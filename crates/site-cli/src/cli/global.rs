use clap::ValueEnum;

/// Shared output mode across all commands.
#[derive(Clone, Copy, Debug, Eq, PartialEq, ValueEnum)]
pub enum OutputFormat {
    Json,
    Raw,
}

/// Global flags available before or after subcommands.
#[derive(Clone, Debug)]
pub struct GlobalFlags {
    pub format: OutputFormat,
    pub quiet: bool,
    pub verbose: bool,
}
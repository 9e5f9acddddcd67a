use clap::Parser;

pub mod global;
pub mod root_commands;

pub use global::{GlobalFlags, OutputFormat};
pub use root_commands::Commands;

/// Top-level CLI parser for the `sitectl` binary.
#[derive(Debug, Parser)]
#[command(name = "sitectl", version, about = "Site builder content tool")]
pub struct Cli {
    #[command(subcommand)]
    pub command: Commands,

    /// Output format: json, raw
    #[arg(short, long, global = true, default_value = "json")]
    pub format: OutputFormat,

    /// Quiet mode (errors only)
    #[arg(short, long, global = true)]
    pub quiet: bool,

    /// Verbose mode (debug logging)
    #[arg(short, long, global = true)]
    pub verbose: bool,
}

impl Cli {
    #[must_use]
    pub const fn global_flags(&self) -> GlobalFlags {
        GlobalFlags {
            format: self.format,
            quiet: self.quiet,
            verbose: self.verbose,
        }
    }
}
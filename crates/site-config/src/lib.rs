//! # site-config
//!
//! Layered configuration loading for the site builder using figment.
//!
//! Configuration sources (in priority order, highest wins):
//! 1. Environment variables (`SITE_*` prefix, `__` as separator)
//! 2. Project-level `.site/config.toml`
//! 3. User-level `~/.config/site-builder/config.toml`
//! 4. Built-in defaults
//!
//! # Environment Variable Mapping
//!
//! Figment maps `SITE_STORE__TRACK_SECTION_CHANGES` -> `store.track_section_changes`,
//! `SITE_BLOG__WORDS_PER_MINUTE` -> `blog.words_per_minute`, etc.
//!
//! # Usage
//!
//! ```no_run
//! use site_config::SiteConfig;
//!
//! let config = SiteConfig::load_with_dotenv().expect("config");
//! for (business_type, patch) in config.template_overrides().expect("valid templates") {
//!     println!("{business_type}: {patch:?}");
//! }
//! ```

mod blog;
mod error;
mod store;

pub use blog::BlogConfig;
pub use error::ConfigError;
pub use store::StoreConfig;

use std::collections::BTreeMap;
use std::path::PathBuf;

use figment::{
    Figment,
    providers::{Env, Format, Serialized, Toml},
};
use serde::{Deserialize, Serialize};
use site_core::enums::BusinessType;
use site_core::templates::TemplateOverride;

#[derive(Debug, Clone, Default, Deserialize, Serialize)]
pub struct SiteConfig {
    #[serde(default)]
    pub store: StoreConfig,
    #[serde(default)]
    pub blog: BlogConfig,
    /// Template adjustments keyed by business-type tag (`freelancer`, `hotel`, ...).
    #[serde(default)]
    pub templates: BTreeMap<String, TemplateOverride>,
}

impl SiteConfig {
    /// Load configuration from all sources (TOML files + environment variables).
    ///
    /// Does NOT call `dotenvy` -- use [`Self::load_with_dotenv`] if you need `.env` file loading.
    ///
    /// # Errors
    ///
    /// Returns `ConfigError::Figment` if a source cannot be read or extracted.
    pub fn load() -> Result<Self, ConfigError> {
        Self::figment().extract().map_err(ConfigError::from)
    }

    /// Load configuration with `.env` file support.
    ///
    /// # Errors
    ///
    /// Returns `ConfigError::Figment` if a source cannot be read or extracted.
    pub fn load_with_dotenv() -> Result<Self, ConfigError> {
        Self::load_dotenv_from_workspace();
        Self::load()
    }

    /// Build the figment provider chain.
    ///
    /// Public so tests can inspect the figment directly or add providers on top.
    #[must_use]
    pub fn figment() -> Figment {
        let mut figment = Figment::from(Serialized::defaults(Self::default()));

        // Layer 1: User-global config
        if let Some(global_path) = Self::global_config_path() {
            if global_path.exists() {
                figment = figment.merge(Toml::file(global_path));
            }
        }

        // Layer 2: Project-local config
        let local_path = PathBuf::from(".site/config.toml");
        if local_path.exists() {
            figment = figment.merge(Toml::file(local_path));
        }

        // Layer 3: Environment variables (highest priority)
        figment.merge(Env::prefixed("SITE_").split("__"))
    }

    /// Template overrides with their tags resolved to business types.
    ///
    /// # Errors
    ///
    /// Returns `ConfigError::InvalidValue` for a tag that names no business type.
    pub fn template_overrides(&self) -> Result<Vec<(BusinessType, &TemplateOverride)>, ConfigError> {
        self.templates
            .iter()
            .map(|(tag, patch)| {
                BusinessType::parse_exact(tag)
                    .map(|ty| (ty, patch))
                    .ok_or_else(|| ConfigError::InvalidValue {
                        field: format!("templates.{tag}"),
                        reason: format!("unknown business type '{tag}'"),
                    })
            })
            .collect()
    }

    /// The configured fallback business type.
    ///
    /// # Errors
    ///
    /// Returns `ConfigError::InvalidValue` if `store.default_business_type`
    /// names no business type.
    pub fn default_business_type(&self) -> Result<BusinessType, ConfigError> {
        let tag = &self.store.default_business_type;
        BusinessType::parse_exact(tag).ok_or_else(|| ConfigError::InvalidValue {
            field: "store.default_business_type".into(),
            reason: format!("unknown business type '{tag}'"),
        })
    }

    /// Path to the user-global config file.
    fn global_config_path() -> Option<PathBuf> {
        dirs::config_dir().map(|p| p.join("site-builder").join("config.toml"))
    }

    /// Load `.env` from the workspace root.
    ///
    /// Walks up from `CARGO_MANIFEST_DIR` (if available) or current dir looking
    /// for a `.env` file. Silently does nothing if no `.env` is found.
    fn load_dotenv_from_workspace() {
        if let Ok(manifest_dir) = std::env::var("CARGO_MANIFEST_DIR") {
            let mut dir = PathBuf::from(manifest_dir);
            // crate -> crates/ -> workspace root
            for _ in 0..3 {
                let env_path = dir.join(".env");
                if env_path.exists() {
                    let _ = dotenvy::from_path(&env_path);
                    return;
                }
                if !dir.pop() {
                    break;
                }
            }
        }

        let _ = dotenvy::dotenv();
    }
}
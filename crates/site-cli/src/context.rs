//! Loaded content shared by the data commands.

use std::path::{Path, PathBuf};

use anyhow::Context;
use site_config::SiteConfig;
use site_core::ids::EntityId;
use site_store::{DraftStore, fixtures};

pub struct AppContext {
    pub store: DraftStore,
    pub data_path: PathBuf,
}

impl AppContext {
    /// Load config and the entity fixture at `data_path` into a fresh store.
    pub fn load(config: &SiteConfig, data_path: &Path) -> anyhow::Result<Self> {
        let entities = fixtures::load_entities(data_path)
            .with_context(|| format!("failed to load entities from {}", data_path.display()))?;
        let store = DraftStore::from_config(config)
            .context("invalid store configuration")?
            .with_entities(entities);
        tracing::debug!(path = %data_path.display(), count = store.entities().len(), "store loaded");
        Ok(Self {
            store,
            data_path: data_path.to_path_buf(),
        })
    }

    /// Write the published collection back to the data file.
    pub fn persist(&self) -> anyhow::Result<()> {
        fixtures::save_entities(&self.data_path, self.store.entities())
            .with_context(|| format!("failed to write {}", self.data_path.display()))
    }

    /// Resolve a CLI id argument against the store.
    pub fn require_entity_id(&self, raw: &str) -> anyhow::Result<EntityId> {
        let id = EntityId::parse(raw);
        if self.store.entity(&id).is_none() {
            anyhow::bail!("no entity with id '{raw}' in {}", self.data_path.display());
        }
        Ok(id)
    }
}
//! Integration tests for TOML configuration loading.
//!
//! Uses figment::Jail for safe, sandboxed env var manipulation.

use figment::{
    Figment, Jail,
    providers::{Env, Format, Serialized, Toml},
};
use site_config::SiteConfig;
use site_core::enums::BusinessType;

fn layered(file: &str) -> Figment {
    Figment::from(Serialized::defaults(SiteConfig::default()))
        .merge(Toml::file(file))
        .merge(Env::prefixed("SITE_").split("__"))
}

#[test]
fn loads_store_and_blog_from_toml() {
    Jail::expect_with(|jail| {
        jail.create_file(
            "config.toml",
            r#"
[store]
track_section_changes = true
default_business_type = "freelancer"

[blog]
words_per_minute = 250
highlight_limit = 3
"#,
        )?;

        let config: SiteConfig = layered("config.toml").extract()?;

        assert!(config.store.track_section_changes);
        assert_eq!(config.default_business_type().unwrap(), BusinessType::Freelancer);
        assert_eq!(config.blog.words_per_minute, 250);
        assert_eq!(config.blog.highlight_limit, 3);
        assert_eq!(config.blog.default_author_bio, "Content Creator");
        Ok(())
    });
}

#[test]
fn loads_template_overrides_from_toml() {
    Jail::expect_with(|jail| {
        jail.create_file(
            "config.toml",
            r#"
[templates.hotel]
hidden_sections = ["amenities"]

[templates.freelancer]
default_order = ["hero", "portfolio", "contact"]

[templates.freelancer.visibility]
faq = false
"#,
        )?;

        let config: SiteConfig = layered("config.toml").extract()?;
        let overrides = config.template_overrides().unwrap();
        assert_eq!(overrides.len(), 2);

        let hotel = &config.templates["hotel"];
        assert_eq!(hotel.hidden_sections.as_deref(), Some(&["amenities".to_string()][..]));

        let freelancer = &config.templates["freelancer"];
        assert_eq!(freelancer.default_order.as_ref().map(Vec::len), Some(3));
        assert_eq!(freelancer.visibility.get("faq"), Some(&false));
        Ok(())
    });
}

#[test]
fn env_overrides_toml() {
    Jail::expect_with(|jail| {
        jail.create_file(
            "config.toml",
            r#"
[blog]
words_per_minute = 250
"#,
        )?;
        jail.set_env("SITE_BLOG__WORDS_PER_MINUTE", "180");
        jail.set_env("SITE_STORE__TRACK_SECTION_CHANGES", "true");

        let config: SiteConfig = layered("config.toml").extract()?;
        assert_eq!(config.blog.words_per_minute, 180);
        assert!(config.store.track_section_changes);
        Ok(())
    });
}

#[test]
fn project_local_file_is_picked_up() {
    Jail::expect_with(|jail| {
        jail.create_dir(".site")?;
        jail.create_file(
            ".site/config.toml",
            r#"
[store]
default_business_type = "hotel"
"#,
        )?;

        let config = SiteConfig::load().expect("config loads");
        assert_eq!(config.default_business_type().unwrap(), BusinessType::Hotel);
        Ok(())
    });
}

#[test]
fn missing_files_fall_back_to_defaults() {
    Jail::expect_with(|_jail| {
        let config: SiteConfig = layered("does-not-exist.toml").extract()?;
        assert!(!config.store.track_section_changes);
        assert_eq!(config.blog.words_per_minute, 200);
        Ok(())
    });
}
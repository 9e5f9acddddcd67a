//! Store settings derived from `SiteConfig`.

use site_config::SiteConfig;
use site_core::enums::BusinessType;
use site_core::templates::TemplateRegistry;

use crate::error::StoreError;

/// Behaviour switches for [`crate::DraftStore`].
#[derive(Debug, Clone, PartialEq, Eq)]
pub struct StoreOptions {
    /// Record `sectionVisibility.<name>` next to the aggregate entry.
    pub track_section_changes: bool,
    /// Type assumed for entities without a `type` tag.
    pub default_business_type: BusinessType,
}

impl Default for StoreOptions {
    fn default() -> Self {
        Self {
            track_section_changes: false,
            default_business_type: BusinessType::Business,
        }
    }
}

impl StoreOptions {
    /// # Errors
    ///
    /// Returns `StoreError::Config` if the default business type is unknown.
    pub fn from_config(config: &SiteConfig) -> Result<Self, StoreError> {
        Ok(Self {
            track_section_changes: config.store.track_section_changes,
            default_business_type: config.default_business_type()?,
        })
    }
}

/// Built-in templates with the configured overrides applied.
///
/// # Errors
///
/// Returns `StoreError::Config` if an override names an unknown business type.
pub fn registry_from_config(config: &SiteConfig) -> Result<TemplateRegistry, StoreError> {
    let mut registry = TemplateRegistry::builtin();
    for (business_type, patch) in config.template_overrides()? {
        registry.apply_override(business_type, patch);
    }
    Ok(registry)
}

#[cfg(test)]
mod tests {
    use super::*;
    use site_core::templates::TemplateOverride;

    #[test]
    fn options_follow_config() {
        let mut config = SiteConfig::default();
        config.store.track_section_changes = true;
        config.store.default_business_type = "wedding".into();
        let options = StoreOptions::from_config(&config).unwrap();
        assert!(options.track_section_changes);
        assert_eq!(options.default_business_type, BusinessType::Wedding);
    }

    #[test]
    fn bad_default_type_is_a_config_error() {
        let mut config = SiteConfig::default();
        config.store.default_business_type = "spaceport".into();
        assert!(matches!(
            StoreOptions::from_config(&config),
            Err(StoreError::Config(_))
        ));
    }

    #[test]
    fn registry_applies_overrides() {
        let mut config = SiteConfig::default();
        config.templates.insert(
            "gym".into(),
            TemplateOverride {
                hidden_sections: Some(vec!["faq".into()]),
                ..TemplateOverride::default()
            },
        );
        let registry = registry_from_config(&config).unwrap();
        assert!(registry.resolve(BusinessType::Gym).is_hidden("faq"));
        assert!(!registry.resolve(BusinessType::Gym).is_hidden("portfolio"));
    }
}
use serde_json::json;

use crate::cli::GlobalFlags;
use crate::context::AppContext;
use crate::output::output;

/// Handle `sitectl sections <id>`: the published page as visitors see it.
pub fn handle(raw_id: &str, ctx: &AppContext, flags: &GlobalFlags) -> anyhow::Result<()> {
    let id = ctx.require_entity_id(raw_id)?;
    let Some(entity) = ctx.store.entity(&id) else {
        anyhow::bail!("no entity with id '{raw_id}'");
    };
    let Some(page) = ctx.store.published_page(&id) else {
        anyhow::bail!("no published page for '{raw_id}'");
    };
    output(
        &json!({
            "id": id,
            "type": entity.business_type(),
            "sections": page.sections,
            "visibility": ctx.store.resolved_visibility(entity),
        }),
        flags.format,
    )
}
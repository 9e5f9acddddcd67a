use serde_json::{Value, json};
use site_core::entities::ContentEntity;

use crate::cli::GlobalFlags;
use crate::context::AppContext;
use crate::output::output;

/// Handle `sitectl list`.
pub fn handle(ctx: &AppContext, flags: &GlobalFlags) -> anyhow::Result<()> {
    let rows: Vec<Value> = ctx.store.entities().iter().map(summary).collect();
    output(&rows, flags.format)
}

fn summary(entity: &ContentEntity) -> Value {
    let name = ["name", "businessName", "title"]
        .iter()
        .find_map(|key| entity.fields.get(*key).and_then(Value::as_str));
    json!({
        "id": entity.id,
        "type": entity.type_tag(),
        "name": name,
    })
}

#[cfg(test)]
mod tests {
    use super::*;
    use pretty_assertions::assert_eq;

    #[test]
    fn summary_prefers_name_then_title() {
        let salon = ContentEntity::new(1)
            .with_field("type", json!("salon"))
            .with_field("title", json!("Glow"))
            .with_field("businessName", json!("Glow Studio"));
        assert_eq!(
            summary(&salon),
            json!({"id": 1, "type": "salon", "name": "Glow Studio"})
        );
        assert_eq!(
            summary(&ContentEntity::new("x")),
            json!({"id": "x", "type": null, "name": null})
        );
    }
}
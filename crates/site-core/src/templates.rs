//! Per-business-type template rules.
//!
//! Each business type maps to a [`BusinessTypeConfig`]: which sections are
//! shown by default, in what order, and which sections the type can never
//! show. Built-in templates can be adjusted with [`TemplateOverride`]s loaded
//! from configuration.

use std::collections::{BTreeMap, BTreeSet};

use schemars::JsonSchema;
use serde::{Deserialize, Serialize};

use crate::enums::BusinessType;
use crate::sections::SectionVisibilityMap;

/// Sections of the business/freelancer profile page, in render order.
pub const PROFILE_SECTIONS: [&str; 13] = [
    "hero",
    "about-us",
    "services-offered",
    "portfolio",
    "skills",
    "experience",
    "team",
    "gallery",
    "packages-pricing",
    "testimonials",
    "faq",
    "contact",
    "footer",
];

/// Sections only a freelancer portfolio renders.
pub const FREELANCER_SECTIONS: [&str; 3] = ["portfolio", "skills", "experience"];

/// Sections only a business with staff and premises renders.
pub const BUSINESS_ONLY_SECTIONS: [&str; 2] = ["team", "gallery"];

pub const HOTEL_SECTIONS: [&str; 7] = [
    "hero",
    "about",
    "features",
    "gallery",
    "amenities",
    "testimonials",
    "contact",
];

pub const WEDDING_SECTIONS: [&str; 7] = [
    "hero",
    "about-us",
    "services-offered",
    "recent-work",
    "gallery",
    "packages-pricing",
    "testimonials",
];

/// Resolved template for one business type.
#[derive(Debug, Clone, PartialEq, Eq, Serialize, Deserialize, JsonSchema)]
pub struct BusinessTypeConfig {
    pub business_type: BusinessType,
    pub default_visibility: SectionVisibilityMap,
    pub default_order: Vec<String>,
    pub hidden_sections: BTreeSet<String>,
}

impl BusinessTypeConfig {
    /// Whether `section` is permanently hidden for this type.
    #[must_use]
    pub fn is_hidden(&self, section: &str) -> bool {
        self.hidden_sections.contains(section)
    }

    /// Built-in template for `business_type`.
    #[must_use]
    pub fn builtin(business_type: BusinessType) -> Self {
        match business_type {
            BusinessType::Freelancer => profile(business_type, &BUSINESS_ONLY_SECTIONS),
            BusinessType::Hotel => all_visible(business_type, &HOTEL_SECTIONS),
            BusinessType::Wedding => all_visible(business_type, &WEDDING_SECTIONS),
            _ => profile(business_type, &FREELANCER_SECTIONS),
        }
    }

    /// Apply a configuration override in place.
    pub fn apply(&mut self, patch: &TemplateOverride) {
        if let Some(hidden) = &patch.hidden_sections {
            self.hidden_sections = hidden.iter().cloned().collect();
        }
        if let Some(order) = &patch.default_order {
            self.default_order.clone_from(order);
        }
        for (section, visible) in &patch.visibility {
            self.default_visibility.set(section, *visible);
        }
    }
}

/// Profile page with `locked` sections hidden and everything else shown.
fn profile(business_type: BusinessType, locked: &[&str]) -> BusinessTypeConfig {
    BusinessTypeConfig {
        business_type,
        default_visibility: PROFILE_SECTIONS
            .iter()
            .map(|s| (*s, !locked.contains(s)))
            .collect(),
        default_order: PROFILE_SECTIONS.iter().map(|s| (*s).to_string()).collect(),
        hidden_sections: locked.iter().map(|s| (*s).to_string()).collect(),
    }
}

fn all_visible(business_type: BusinessType, sections: &[&str]) -> BusinessTypeConfig {
    BusinessTypeConfig {
        business_type,
        default_visibility: sections.iter().map(|s| (*s, true)).collect(),
        default_order: sections.iter().map(|s| (*s).to_string()).collect(),
        hidden_sections: BTreeSet::new(),
    }
}

/// Adjustments to a built-in template, keyed by business-type tag in config.
#[derive(Debug, Clone, Default, PartialEq, Eq, Serialize, Deserialize, JsonSchema)]
pub struct TemplateOverride {
    /// Replaces the locked section list when set.
    #[serde(default)]
    pub hidden_sections: Option<Vec<String>>,

    /// Replaces the default order when set.
    #[serde(default)]
    pub default_order: Option<Vec<String>>,

    /// Merged into the default visibility.
    #[serde(default)]
    pub visibility: BTreeMap<String, bool>,
}

/// Lookup from business type to its template.
#[derive(Debug, Clone, PartialEq, Eq)]
pub struct TemplateRegistry {
    configs: BTreeMap<BusinessType, BusinessTypeConfig>,
}

impl TemplateRegistry {
    /// Registry holding the built-in template of every business type.
    #[must_use]
    pub fn builtin() -> Self {
        Self {
            configs: BusinessType::ALL
                .into_iter()
                .map(|t| (t, BusinessTypeConfig::builtin(t)))
                .collect(),
        }
    }

    /// Owned copy of the template for `business_type`.
    #[must_use]
    pub fn resolve(&self, business_type: BusinessType) -> BusinessTypeConfig {
        self.configs
            .get(&business_type)
            .cloned()
            .unwrap_or_else(|| BusinessTypeConfig::builtin(business_type))
    }

    pub fn apply_override(&mut self, business_type: BusinessType, patch: &TemplateOverride) {
        self.configs
            .entry(business_type)
            .or_insert_with(|| BusinessTypeConfig::builtin(business_type))
            .apply(patch);
    }
}

impl Default for TemplateRegistry {
    fn default() -> Self {
        Self::builtin()
    }
}
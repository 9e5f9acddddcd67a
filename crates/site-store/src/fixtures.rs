//! JSON fixture files the dashboard is seeded from.
//!
//! Entity files hold either an array of entities, a single entity, or a
//! `{ "data": ... }` envelope around either. Blog files hold an array of
//! posts, a `{ "blogs": [...], "categories": [...] }` object, or the API
//! envelope `{ "status": "success", "data": { ... } }`.

use std::fs;
use std::path::Path;

use serde::{Deserialize, Serialize};
use serde_json::Value;
use site_core::entities::{BlogPost, ContentEntity};

use crate::error::StoreError;

/// Posts and categories read from a blog fixture.
#[derive(Debug, Clone, Default, PartialEq, Eq, Serialize, Deserialize)]
pub struct BlogFixture {
    #[serde(default)]
    pub blogs: Vec<BlogPost>,
    #[serde(default)]
    pub categories: Vec<String>,
}

/// Read content entities from `path`.
///
/// # Errors
///
/// Returns `StoreError::Io` if the file cannot be read, `StoreError::Json` if
/// it is not JSON, and `StoreError::Fixture` if its shape is not recognised.
pub fn load_entities(path: &Path) -> Result<Vec<ContentEntity>, StoreError> {
    let raw = fs::read_to_string(path)?;
    let value: Value = serde_json::from_str(&raw)?;
    let entities = parse_entities(unwrap_envelope(value, "data"))?;
    tracing::debug!(path = %path.display(), count = entities.len(), "entities loaded");
    Ok(entities)
}

fn parse_entities(value: Value) -> Result<Vec<ContentEntity>, StoreError> {
    match value {
        Value::Array(items) => items
            .into_iter()
            .map(|item| ContentEntity::from_value(item).map_err(StoreError::from))
            .collect(),
        Value::Object(_) => Ok(vec![ContentEntity::from_value(value)?]),
        other => Err(StoreError::Fixture(format!(
            "expected an entity or a list of entities, found {}",
            kind(&other)
        ))),
    }
}

/// Write `entities` to `path` as a pretty-printed JSON array.
///
/// # Errors
///
/// Returns `StoreError::Io` if the file cannot be written.
pub fn save_entities(path: &Path, entities: &[ContentEntity]) -> Result<(), StoreError> {
    if let Some(parent) = path.parent() {
        if !parent.as_os_str().is_empty() {
            fs::create_dir_all(parent)?;
        }
    }
    let json = serde_json::to_string_pretty(entities)?;
    fs::write(path, json)?;
    tracing::debug!(path = %path.display(), count = entities.len(), "entities saved");
    Ok(())
}

/// Read blog posts and categories from `path`.
///
/// # Errors
///
/// Returns `StoreError::Fixture` for an envelope whose status is not
/// `success` or for an unrecognised shape, and `StoreError::Io` /
/// `StoreError::Json` for unreadable files.
pub fn load_blogs(path: &Path) -> Result<BlogFixture, StoreError> {
    let raw = fs::read_to_string(path)?;
    let value: Value = serde_json::from_str(&raw)?;

    let value = match value {
        Value::Object(mut map) if map.contains_key("status") => {
            let status = map.get("status").and_then(Value::as_str).unwrap_or_default();
            if status != "success" {
                return Err(StoreError::Fixture(format!(
                    "blog response status is '{status}'"
                )));
            }
            map.remove("data").unwrap_or(Value::Null)
        }
        other => other,
    };

    let fixture = match value {
        Value::Array(_) => BlogFixture {
            blogs: serde_json::from_value(value)?,
            categories: Vec::new(),
        },
        Value::Object(_) => serde_json::from_value(value)?,
        other => {
            return Err(StoreError::Fixture(format!(
                "expected blog posts, found {}",
                kind(&other)
            )));
        }
    };
    tracing::debug!(
        path = %path.display(),
        blogs = fixture.blogs.len(),
        categories = fixture.categories.len(),
        "blogs loaded"
    );
    Ok(fixture)
}

fn unwrap_envelope(value: Value, key: &str) -> Value {
    match value {
        Value::Object(mut map) if map.len() == 1 && map.contains_key(key) => {
            map.remove(key).unwrap_or(Value::Null)
        }
        other => other,
    }
}

const fn kind(value: &Value) -> &'static str {
    match value {
        Value::Null => "null",
        Value::Bool(_) => "a boolean",
        Value::Number(_) => "a number",
        Value::String(_) => "a string",
        Value::Array(_) => "an array",
        Value::Object(_) => "an object",
    }
}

▶ _Task description_: Provide the number of lines in the entries above on which the string "about" is found, and no other text.

▶ _Result for this exercise_: 4